What the task asks – Work out how many lines in the data hold the word "StorageError", and reply with that number only.

Working data –

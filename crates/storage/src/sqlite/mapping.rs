use quiz_core::model::QuestionId;
use sqlx::Row;

use crate::repository::{QuestionRecord, StorageError};

fn ser<E: core::fmt::Display>(e: E) -> StorageError {
    StorageError::Serialization(e.to_string())
}

pub(crate) fn question_id_from_i64(v: i64) -> Result<QuestionId, StorageError> {
    u64::try_from(v)
        .map(QuestionId::new)
        .map_err(|_| StorageError::Serialization(format!("question id sign overflow: {v}")))
}

pub(crate) fn map_question_row(
    row: &sqlx::sqlite::SqliteRow,
) -> Result<QuestionRecord, StorageError> {
    Ok(QuestionRecord {
        id: question_id_from_i64(row.try_get::<i64, _>("id").map_err(ser)?)?,
        text: row.try_get("question_text").map_err(ser)?,
        answer: row.try_get("answer_text").map_err(ser)?,
    })
}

Task solution – 6